Stored data
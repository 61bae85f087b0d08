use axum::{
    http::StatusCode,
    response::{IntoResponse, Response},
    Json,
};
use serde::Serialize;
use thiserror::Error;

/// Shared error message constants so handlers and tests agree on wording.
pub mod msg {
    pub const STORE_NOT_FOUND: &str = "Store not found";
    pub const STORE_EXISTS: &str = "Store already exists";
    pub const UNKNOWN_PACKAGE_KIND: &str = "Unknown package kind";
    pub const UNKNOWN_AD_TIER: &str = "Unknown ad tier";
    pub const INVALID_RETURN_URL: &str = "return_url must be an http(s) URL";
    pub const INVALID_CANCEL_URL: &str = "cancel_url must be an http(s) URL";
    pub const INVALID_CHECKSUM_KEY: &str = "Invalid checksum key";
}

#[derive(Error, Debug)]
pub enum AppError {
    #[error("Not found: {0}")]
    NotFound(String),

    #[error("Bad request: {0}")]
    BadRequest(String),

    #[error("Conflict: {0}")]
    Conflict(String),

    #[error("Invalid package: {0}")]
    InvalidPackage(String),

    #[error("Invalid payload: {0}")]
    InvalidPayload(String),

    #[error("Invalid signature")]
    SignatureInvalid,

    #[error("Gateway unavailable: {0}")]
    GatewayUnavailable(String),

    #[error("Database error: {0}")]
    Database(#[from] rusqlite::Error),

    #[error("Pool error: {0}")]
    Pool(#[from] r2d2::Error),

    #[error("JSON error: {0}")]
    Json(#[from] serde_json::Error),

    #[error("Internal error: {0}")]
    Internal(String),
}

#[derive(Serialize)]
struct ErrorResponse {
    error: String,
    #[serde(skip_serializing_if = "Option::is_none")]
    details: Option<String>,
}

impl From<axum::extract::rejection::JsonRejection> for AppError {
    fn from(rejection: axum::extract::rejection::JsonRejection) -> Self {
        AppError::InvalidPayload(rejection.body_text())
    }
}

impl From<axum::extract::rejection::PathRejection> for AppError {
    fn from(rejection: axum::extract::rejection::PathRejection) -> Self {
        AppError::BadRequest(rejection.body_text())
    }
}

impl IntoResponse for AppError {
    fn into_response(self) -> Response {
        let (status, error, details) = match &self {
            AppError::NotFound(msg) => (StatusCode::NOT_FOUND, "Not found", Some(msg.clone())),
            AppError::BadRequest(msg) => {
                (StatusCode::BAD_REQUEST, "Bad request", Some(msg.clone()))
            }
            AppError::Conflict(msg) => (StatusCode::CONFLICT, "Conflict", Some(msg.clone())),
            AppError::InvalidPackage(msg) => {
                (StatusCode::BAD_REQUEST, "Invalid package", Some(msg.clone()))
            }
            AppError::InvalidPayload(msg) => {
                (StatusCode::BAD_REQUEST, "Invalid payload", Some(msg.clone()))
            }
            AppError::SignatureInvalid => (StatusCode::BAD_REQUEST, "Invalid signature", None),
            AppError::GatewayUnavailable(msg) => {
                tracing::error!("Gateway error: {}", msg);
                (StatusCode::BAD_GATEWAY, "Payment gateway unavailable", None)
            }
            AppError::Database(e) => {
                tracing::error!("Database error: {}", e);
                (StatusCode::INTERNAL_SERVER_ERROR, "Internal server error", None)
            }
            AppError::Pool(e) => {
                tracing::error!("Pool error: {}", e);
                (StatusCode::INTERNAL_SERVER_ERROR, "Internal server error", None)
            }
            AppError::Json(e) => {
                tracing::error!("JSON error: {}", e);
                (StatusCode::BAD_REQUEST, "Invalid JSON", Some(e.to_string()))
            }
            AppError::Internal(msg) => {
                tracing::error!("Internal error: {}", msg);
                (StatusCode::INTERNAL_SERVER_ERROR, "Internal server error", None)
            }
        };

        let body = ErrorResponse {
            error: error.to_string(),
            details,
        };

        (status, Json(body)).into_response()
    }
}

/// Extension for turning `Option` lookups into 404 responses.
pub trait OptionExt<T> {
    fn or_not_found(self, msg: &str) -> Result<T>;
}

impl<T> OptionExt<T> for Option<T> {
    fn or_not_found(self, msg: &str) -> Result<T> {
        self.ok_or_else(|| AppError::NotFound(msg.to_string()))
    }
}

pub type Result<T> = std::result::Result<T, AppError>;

--

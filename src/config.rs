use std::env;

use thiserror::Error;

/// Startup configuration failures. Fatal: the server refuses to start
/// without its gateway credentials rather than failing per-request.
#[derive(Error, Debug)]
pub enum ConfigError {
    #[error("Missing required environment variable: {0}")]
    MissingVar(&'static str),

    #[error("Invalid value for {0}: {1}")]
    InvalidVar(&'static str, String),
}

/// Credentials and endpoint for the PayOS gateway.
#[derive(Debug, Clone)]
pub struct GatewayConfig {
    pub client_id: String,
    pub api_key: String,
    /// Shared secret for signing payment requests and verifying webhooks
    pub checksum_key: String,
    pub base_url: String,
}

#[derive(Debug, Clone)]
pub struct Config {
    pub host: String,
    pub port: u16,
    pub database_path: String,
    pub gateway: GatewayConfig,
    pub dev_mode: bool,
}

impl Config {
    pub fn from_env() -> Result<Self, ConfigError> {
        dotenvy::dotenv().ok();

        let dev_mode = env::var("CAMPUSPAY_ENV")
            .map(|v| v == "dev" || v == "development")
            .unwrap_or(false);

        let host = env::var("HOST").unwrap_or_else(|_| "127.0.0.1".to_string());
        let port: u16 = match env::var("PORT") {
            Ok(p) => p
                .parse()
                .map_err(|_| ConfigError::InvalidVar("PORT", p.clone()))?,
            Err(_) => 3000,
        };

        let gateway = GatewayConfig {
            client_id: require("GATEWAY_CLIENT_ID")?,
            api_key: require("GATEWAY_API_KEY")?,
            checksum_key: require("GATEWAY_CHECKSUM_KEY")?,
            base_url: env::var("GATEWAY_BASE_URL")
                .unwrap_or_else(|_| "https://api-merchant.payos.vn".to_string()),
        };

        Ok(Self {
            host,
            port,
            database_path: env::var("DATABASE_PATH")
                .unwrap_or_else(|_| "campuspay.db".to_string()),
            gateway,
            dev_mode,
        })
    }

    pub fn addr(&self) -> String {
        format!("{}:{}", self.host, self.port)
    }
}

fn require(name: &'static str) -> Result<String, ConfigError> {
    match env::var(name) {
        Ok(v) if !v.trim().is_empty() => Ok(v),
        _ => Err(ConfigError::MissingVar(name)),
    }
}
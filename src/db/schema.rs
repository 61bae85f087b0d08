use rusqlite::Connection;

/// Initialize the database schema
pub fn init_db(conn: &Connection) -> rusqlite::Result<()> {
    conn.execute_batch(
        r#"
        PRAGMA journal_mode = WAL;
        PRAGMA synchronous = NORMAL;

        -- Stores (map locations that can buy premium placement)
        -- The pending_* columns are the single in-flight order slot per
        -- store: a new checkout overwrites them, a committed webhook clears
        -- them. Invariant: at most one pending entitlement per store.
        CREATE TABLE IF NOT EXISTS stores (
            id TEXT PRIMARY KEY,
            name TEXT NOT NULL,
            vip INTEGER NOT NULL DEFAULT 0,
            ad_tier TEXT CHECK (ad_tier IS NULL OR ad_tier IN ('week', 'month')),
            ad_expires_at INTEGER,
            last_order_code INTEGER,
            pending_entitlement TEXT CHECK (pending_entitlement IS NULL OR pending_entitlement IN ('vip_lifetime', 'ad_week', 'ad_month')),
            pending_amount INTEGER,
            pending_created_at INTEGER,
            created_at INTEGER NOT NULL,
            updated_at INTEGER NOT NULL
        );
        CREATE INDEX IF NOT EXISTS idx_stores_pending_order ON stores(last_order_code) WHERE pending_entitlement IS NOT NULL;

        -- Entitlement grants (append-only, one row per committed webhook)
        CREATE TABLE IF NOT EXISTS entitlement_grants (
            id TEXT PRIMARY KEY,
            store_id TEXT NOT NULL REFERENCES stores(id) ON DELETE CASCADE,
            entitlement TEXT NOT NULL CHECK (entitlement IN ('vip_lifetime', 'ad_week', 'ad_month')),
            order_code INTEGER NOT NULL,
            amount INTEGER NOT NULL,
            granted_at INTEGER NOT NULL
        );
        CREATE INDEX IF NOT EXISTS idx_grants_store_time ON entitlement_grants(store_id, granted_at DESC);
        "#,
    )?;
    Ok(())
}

> _TASK_:
Given the records above, return exactly the lines starting at the line containing "-- The pending_*" and ending at the line containing "created_at INTEGER NOT", including both.

> _ANSWER FOR THIS EXERCISE_:
        -- The pending_* columns are the single in-flight order slot per
        -- store: a new checkout overwrites them, a committed webhook clears
        -- them. Invariant: at most one pending entitlement per store.
        CREATE TABLE IF NOT EXISTS stores (
            id TEXT PRIMARY KEY,
            name TEXT NOT NULL,
            vip INTEGER NOT NULL DEFAULT 0,
            ad_tier TEXT CHECK (ad_tier IS NULL OR ad_tier IN ('week', 'month')),
            ad_expires_at INTEGER,
            last_order_code INTEGER,
            pending_entitlement TEXT CHECK (pending_entitlement IS NULL OR pending_entitlement IN ('vip_lifetime', 'ad_week', 'ad_month')),
            pending_amount INTEGER,
            pending_created_at INTEGER,
            created_at INTEGER NOT NULL,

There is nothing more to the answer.